I could never imagine the stress you go thru on a daily basis dealing with everything. So glad you were able to breath and take a moment for yourself. Steal more of those!
Glioblastomas suck..you must find some balance between the present and the what ifs. I am not sure where that place will be for you..or Yooper either. Can you ever really let go and relax? ..about that time something bites you in the butt. It also sucks to be the "person" in charge, the one everyone leans on. Somedays when I have just about had it ..I take off with the dog and the camera..for a few moments of respite.
Embrace the good moments. Some grief counseling may be in order too..I know you are not grieving in the normal sense of the word..but you are grieving for what might have been and that spot you were at before Cancer came to call.
I know I have always encouraged you to keep on keeping on and to stay strong..but we all have our limits.
Sending you a hug..:)
I'm so glad things turned out clear once again!
You need more time for you, just you. Even it's just a few minutes, the laundry and dishes and everything else will still be there when you get to it. It's hard being a Wife, Mother, calf deliverer (Is that even a word?), etc.

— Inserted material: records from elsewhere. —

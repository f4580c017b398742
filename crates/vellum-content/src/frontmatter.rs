//! Frontmatter extraction and typed schemas.

use chrono::NaiveDate;
use serde::de::DeserializeOwned;
use serde::Deserialize;

/// Frontmatter schema for blog posts (`content/posts/`).
#[derive(Debug, Clone, Deserialize, PartialEq)]
pub struct PostMatter {
    /// Post title (required)
    pub title: String,

    /// Publication date (required, `YYYY-MM-DD`)
    pub date: NaiveDate,

    /// Short summary shown in listings and feeds
    #[serde(default)]
    pub excerpt: Option<String>,

    /// Topic tags
    #[serde(default)]
    pub tags: Vec<String>,

    /// Drafts are excluded from builds unless requested
    #[serde(default)]
    pub draft: bool,

    /// Custom slug override
    #[serde(default)]
    pub slug: Option<String>,
}

/// Frontmatter schema for standalone pages (`content/pages/`).
#[derive(Debug, Clone, Deserialize, PartialEq)]
pub struct PageMatter {
    /// Page title (required)
    pub title: String,

    /// Position in the navigation bar (lower = first)
    #[serde(default)]
    pub nav_order: Option<i32>,

    /// Whether the page appears in navigation
    #[serde(default = "default_true")]
    pub nav: bool,

    /// Custom slug override
    #[serde(default)]
    pub slug: Option<String>,
}

fn default_true() -> bool {
    true
}

/// Extract frontmatter from Markdown source.
///
/// Returns the parsed frontmatter and the remaining content after the
/// frontmatter block. A file without a leading `---` fence yields `None`;
/// whether that is an error is the caller's call.
pub fn extract_frontmatter<M: DeserializeOwned>(
    source: &str,
) -> Result<(Option<M>, &str), FrontmatterError> {
    let trimmed = source.trim_start();

    if !trimmed.starts_with("---") {
        return Ok((None, source));
    }

    let after_open = &trimmed[3..];
    let Some(close_pos) = after_open.find("\n---") else {
        return Err(FrontmatterError::Unclosed);
    };

    let yaml_content = after_open[..close_pos].trim();
    let remaining = &after_open[close_pos + 4..];

    let matter: M = serde_yaml::from_str(yaml_content)
        .map_err(|e| FrontmatterError::InvalidYaml(e.to_string()))?;

    Ok((Some(matter), remaining.trim_start()))
}

/// Errors that can occur when parsing frontmatter.
#[derive(Debug, thiserror::Error)]
pub enum FrontmatterError {
    #[error("Unclosed frontmatter block - missing closing ---")]
    Unclosed,

    #[error("Invalid frontmatter: {0}")]
    InvalidYaml(String),
}

#[cfg(test)]
mod tests {
    use super::*;

    #[test]
    fn extracts_post_matter() {
        let source = r#"---
title: Migrating off Gatsby
date: 2023-04-12
excerpt: Why and how the old site moved
tags: [meta, rust]
---

The body starts here.
"#;

        let (fm, content) = extract_frontmatter::<PostMatter>(source).unwrap();
        let fm = fm.unwrap();

        assert_eq!(fm.title, "Migrating off Gatsby");
        assert_eq!(fm.date, NaiveDate::from_ymd_opt(2023, 4, 12).unwrap());
        assert_eq!(fm.excerpt.as_deref(), Some("Why and how the old site moved"));
        assert_eq!(fm.tags, vec!["meta", "rust"]);
        assert!(!fm.draft);
        assert!(content.starts_with("The body starts here."));
    }

    #[test]
    fn extracts_page_matter_with_defaults() {
        let source = "---\ntitle: About\n---\n\nHi.";

        let (fm, _) = extract_frontmatter::<PageMatter>(source).unwrap();
        let fm = fm.unwrap();

        assert_eq!(fm.title, "About");
        assert!(fm.nav);
        assert_eq!(fm.nav_order, None);
    }

    #[test]
    fn handles_no_frontmatter() {
        let source = "# Just Markdown\n\nNo frontmatter here.";

        let (fm, content) = extract_frontmatter::<PageMatter>(source).unwrap();

        assert!(fm.is_none());
        assert_eq!(content, source);
    }

    #[test]
    fn errors_on_unclosed_frontmatter() {
        let source = "---\ntitle: Test\n# No closing";

        let result = extract_frontmatter::<PageMatter>(source);

        assert!(matches!(result, Err(FrontmatterError::Unclosed)));
    }

    #[test]
    fn errors_on_missing_required_field() {
        // A post needs a date
        let source = "---\ntitle: Undated\n---\nbody";

        let result = extract_frontmatter::<PostMatter>(source);

        assert!(matches!(result, Err(FrontmatterError::InvalidYaml(_))));
    }

    #[test]
    fn errors_on_bad_date() {
        let source = "---\ntitle: T\ndate: April twelfth\n---\n";

        let result = extract_frontmatter::<PostMatter>(source);

        assert!(matches!(result, Err(FrontmatterError::InvalidYaml(_))));
    }
}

Let alone all of the other things you have in your life. You deserve the time to just sit on your porch wine in hand and Ruby at your feet, take it while you can.
Big {{{{{{hugs}}}}}} to all of you.
When I was caring for my mother and all the rest, people kept telling me that if I didn't take care of myself, I couldn't take care of anyone else. Of course I muttered to myself, "That's easy for them to say, who's gonna do it if I don't?" But, unfortunately it is true. Give yourself those moments that refresh and strengthen you. Delegate everything you can! Summer is coming and fresh air and beauty will fill you up.
Those moments while tough to find are totally free so you should grab as many of them as possible. They will certainly help recharge your internal battery.
I don't know if you'll ever fully relax, but you just take the time you need for you. I think of you and pray for you so often. Hugs!!